» Inter-Application Communication

Overview

There are often cases where add-on developers will want to share data between LabVIEW and other applications. For example, you might be acquiring data in a LabVIEW application and want to send this data to another application to perform some post processing. Or you might want to trigger some action in LabVIEW from a different application. This functionality can be achieved using inter-process or inter-application communication.

For general information on inter-process communication, refer to:
Wikipedia: Inter-process communication
MSDN: Interprocess Communications (Windows Specific)

Example Software Packages

Consider a few example software packages that may be used in conjunction with LabVIEW. In some cases, 3rd party toolkits for LabVIEW exist for communicating between LabVIEW and these software packages.

The main reason that inter-process communication requires extra effort is because each application runs in its own protected memory space and its data is protected within this memory space. An application cannot access the memory of another application directly because they reside in their own memory spaces.

There are several architectures for inter-process communication, as well as several protocols in order to do this. This document highlights some of the common mechanisms that can be used with LabVIEW.

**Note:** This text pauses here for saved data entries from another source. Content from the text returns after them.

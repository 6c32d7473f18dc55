//! # Wire protocol: one byte duplex, three frame kinds.
//!
//! ```text
//!   ┌────────┬──────────────┬───────────────────┐
//!   │ kind u8│ len u32 (BE) │ payload (len B)   │
//!   └────────┴──────────────┴───────────────────┘
//!     1 = HELLO       (no payload)  UI → privileged
//!     2 = MESSAGE     (opaque)      both ways
//!     3 = DISCONNECT  (no payload)  UI → privileged
//! ```
//!
//! The reader consumes a frame's full body before interpreting it, so a frame
//! with an unknown kind or an illegal payload can be skipped without losing
//! sync: [`FrameReader::read_next`] returns a recoverable [`ProtocolError`]
//! and the next call continues with the following frame. An oversized length
//! header or a transport error ends the stream.
//!
//! Outbound frames go through a [`FrameSender`] feeding one writer task per
//! transport, so sending never suspends the caller. Writing a DISCONNECT frame
//! is final: the writer shuts the transport down afterwards.

use bytes::Bytes;
use tokio::io::{AsyncRead, AsyncReadExt, AsyncWrite, AsyncWriteExt};
use tokio::sync::mpsc;

use crate::base::{Emitter, Event};
use crate::config::IpcConfig;
use crate::error::ProtocolError;

/// Size of the frame header in bytes.
pub const HEADER_LEN: usize = 5;

const KIND_HELLO: u8 = 1;
const KIND_MESSAGE: u8 = 2;
const KIND_DISCONNECT: u8 = 3;

/// One wire-level frame.
#[derive(Debug, Clone, PartialEq, Eq)]
pub enum Frame {
    /// Register (or re-register) the sending endpoint.
    Hello,
    /// One multiplexer-level message.
    Message(Bytes),
    /// Explicit teardown.
    Disconnect,
}

impl Frame {
    fn kind(&self) -> u8 {
        match self {
            Frame::Hello => KIND_HELLO,
            Frame::Message(_) => KIND_MESSAGE,
            Frame::Disconnect => KIND_DISCONNECT,
        }
    }

    fn payload(&self) -> &[u8] {
        match self {
            Frame::Message(bytes) => bytes,
            Frame::Hello | Frame::Disconnect => &[],
        }
    }
}

/// Serializes `frame` into header + payload.
pub fn encode_frame(frame: &Frame, limit: Option<usize>) -> Result<Vec<u8>, ProtocolError> {
    let payload = frame.payload();
    check_len(payload.len(), limit)?;
    let len = u32::try_from(payload.len()).map_err(|_| ProtocolError::FrameTooLarge {
        len: payload.len(),
        max: u32::MAX as usize,
    })?;

    let mut buf = Vec::with_capacity(HEADER_LEN + payload.len());
    buf.push(frame.kind());
    buf.extend_from_slice(&len.to_be_bytes());
    buf.extend_from_slice(payload);
    Ok(buf)
}

/// Interprets an already consumed frame body.
pub fn decode_frame(kind: u8, body: Bytes) -> Result<Frame, ProtocolError> {
    match kind {
        KIND_MESSAGE => Ok(Frame::Message(body)),
        KIND_HELLO | KIND_DISCONNECT if !body.is_empty() => Err(ProtocolError::UnexpectedPayload {
            kind,
            len: body.len(),
        }),
        KIND_HELLO => Ok(Frame::Hello),
        KIND_DISCONNECT => Ok(Frame::Disconnect),
        other => Err(ProtocolError::UnknownFrameKind { kind: other }),
    }
}

fn check_len(len: usize, limit: Option<usize>) -> Result<(), ProtocolError> {
    match limit {
        Some(max) if len > max => Err(ProtocolError::FrameTooLarge { len, max }),
        _ => Ok(()),
    }
}

/// Reads frames from the inbound half of a transport.
pub struct FrameReader<R> {
    reader: R,
    limit: Option<usize>,
}

impl<R: AsyncRead + Unpin> FrameReader<R> {
    /// Wraps `reader` with the limits from `config`.
    pub fn new(reader: R, config: &IpcConfig) -> Self {
        Self {
            reader,
            limit: config.frame_limit(),
        }
    }

    /// Next frame, `Ok(None)` on clean EOF.
    ///
    /// Recoverable errors (see [`ProtocolError::is_recoverable`]) leave the
    /// reader positioned at the next frame.
    pub async fn read_next(&mut self) -> Result<Option<Frame>, ProtocolError> {
        let mut header = [0u8; HEADER_LEN];
        let mut read = 0usize;
        while read < HEADER_LEN {
            let n = self.reader.read(&mut header[read..]).await?;
            if n == 0 {
                if read == 0 {
                    return Ok(None);
                }
                return Err(std::io::Error::new(
                    std::io::ErrorKind::UnexpectedEof,
                    "frame header truncated",
                )
                .into());
            }
            read += n;
        }

        let kind = header[0];
        let len = u32::from_be_bytes([header[1], header[2], header[3], header[4]]) as usize;
        check_len(len, self.limit)?;

        let mut body = vec![0u8; len];
        self.reader.read_exact(&mut body).await?;
        decode_frame(kind, Bytes::from(body)).map(Some)
    }
}

/// Writes frames to the outbound half of a transport.
pub struct FrameWriter<W> {
    writer: W,
    limit: Option<usize>,
}

impl<W: AsyncWrite + Unpin> FrameWriter<W> {
    /// Wraps `writer` with the limits from `config`.
    pub fn new(writer: W, config: &IpcConfig) -> Self {
        Self {
            writer,
            limit: config.frame_limit(),
        }
    }

    /// Encodes and flushes one frame.
    pub async fn write_frame(&mut self, frame: &Frame) -> Result<(), ProtocolError> {
        let buf = encode_frame(frame, self.limit)?;
        self.writer.write_all(&buf).await?;
        self.writer.flush().await?;
        Ok(())
    }

    /// Shuts the transport's write side down.
    pub async fn shutdown(&mut self) -> Result<(), ProtocolError> {
        self.writer.shutdown().await?;
        Ok(())
    }
}

/// Non-blocking handle to a transport's writer task.
#[derive(Clone, Debug)]
pub struct FrameSender {
    tx: mpsc::UnboundedSender<Frame>,
    limit: Option<usize>,
}

impl FrameSender {
    /// Queues `frame` for writing.
    ///
    /// Fails fast for oversized payloads and once the writer has stopped.
    pub fn send(&self, frame: Frame) -> Result<(), ProtocolError> {
        check_len(frame.payload().len(), self.limit)?;
        self.tx.send(frame).map_err(|_| ProtocolError::NotConnected)
    }

    /// True once the writer task has stopped.
    pub fn is_closed(&self) -> bool {
        self.tx.is_closed()
    }
}

/// Spawns the writer task for `writer` and returns its sender.
///
/// The task ends when every sender is dropped, after writing a DISCONNECT
/// frame, or on the first transport error.
pub fn spawn_writer<W>(writer: W, config: &IpcConfig) -> FrameSender
where
    W: AsyncWrite + Unpin + Send + 'static,
{
    let (tx, mut rx) = mpsc::unbounded_channel::<Frame>();
    let mut frames = FrameWriter::new(writer, config);

    tokio::spawn(async move {
        while let Some(frame) = rx.recv().await {
            let last = frame == Frame::Disconnect;
            if let Err(err) = frames.write_frame(&frame).await {
                tracing::debug!(
                    target: "splithost::ipc",
                    label = err.as_label(),
                    error = %err,
                    "frame writer stopped"
                );
                return;
            }
            if last {
                break;
            }
        }
        rx.close();
        let _ = frames.shutdown().await;
    });

    FrameSender {
        tx,
        limit: config.frame_limit(),
    }
}

/// Logical duplex of opaque payloads for one connected endpoint.
#[derive(Clone, Debug)]
pub struct Protocol {
    sender: FrameSender,
    on_message: Emitter<Bytes>,
}

impl Protocol {
    /// Wraps an outbound frame sender.
    pub fn new(sender: FrameSender) -> Self {
        Self {
            sender,
            on_message: Emitter::new(),
        }
    }

    /// Sends one payload as a MESSAGE frame.
    pub fn send(&self, payload: Bytes) -> Result<(), ProtocolError> {
        self.sender.send(Frame::Message(payload))
    }

    /// Payloads received from the remote endpoint.
    pub fn on_message(&self) -> Event<Bytes> {
        self.on_message.event()
    }

    pub(crate) fn deliver(&self, payload: &Bytes) {
        self.on_message.emit(payload);
    }

    pub(crate) fn dispose(&self) {
        self.on_message.dispose();
    }
}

Inter-Application Communication Architectures

It is important to pick the right architecture depending on how and when your applications will need to communicate with each other. This list explains some of the more common architectures, and there are often overlaps between these:

Producer/Consumer Architecture

In this architecture, one application produces data while the other waits for data and ‘consumes’ it. For example, LabVIEW could be producing the data by reading from a data acquisition device, while an external application consumes it to run a report on the data, or vice versa.

Recommended Mechanisms

• File I/O
• File Mapping
• TCP/IP
• Command Line
• ActiveX
• .NET Remoting

Remote Procedure Architecture

This architecture is similar to calling a function that may return data, except that the function is run on a separate process. For instance, a LabVIEW application might at some point send a request to an external application, which will then do some processing and possibly return the data to the LabVIEW application. The reverse is also possible.

Recommended Mechanisms

• TCP/IP
• Command Line
• ActiveX
• .NET Remoting

Bi-Directional Communication Architecture

In this architecture, both applications can send commands to each other and can return data to each other.

Recommended Mechanisms

• TCP/IP
• ActiveX
• .NET Remoting

Shared Data/Object Architecture

In this architecture, rather than simply sending commands and returning data, both applications share the actual data through some sort of shared memory method, like File Mapping or .NET Remoting where both applications share the actual .NET object.

Recommended Mechanisms

• File I/O
• File Mapping
• ActiveX
• .NET Remoting

Inter-Application Communication Mechanisms

There are multiple mechanisms available in order to share data between multiple applications, and each has their strengths and limitations. We will concentrate on some of the more common mechanisms used:

• File I/O
• File MappingTCP/IP
• Command Line
• ActiveX
• .NET Remoting

File I/O

This is one of the simpler methods of transferring or sharing data between multiple processes where multiple applications share data by reading and writing to the same file on disk. While it has the benefit of being fairly easy to get started with and being cross platform, it is often slow due to slow disk access times. Also, care must be taken if multiple applications are writing to the shared file at the same time.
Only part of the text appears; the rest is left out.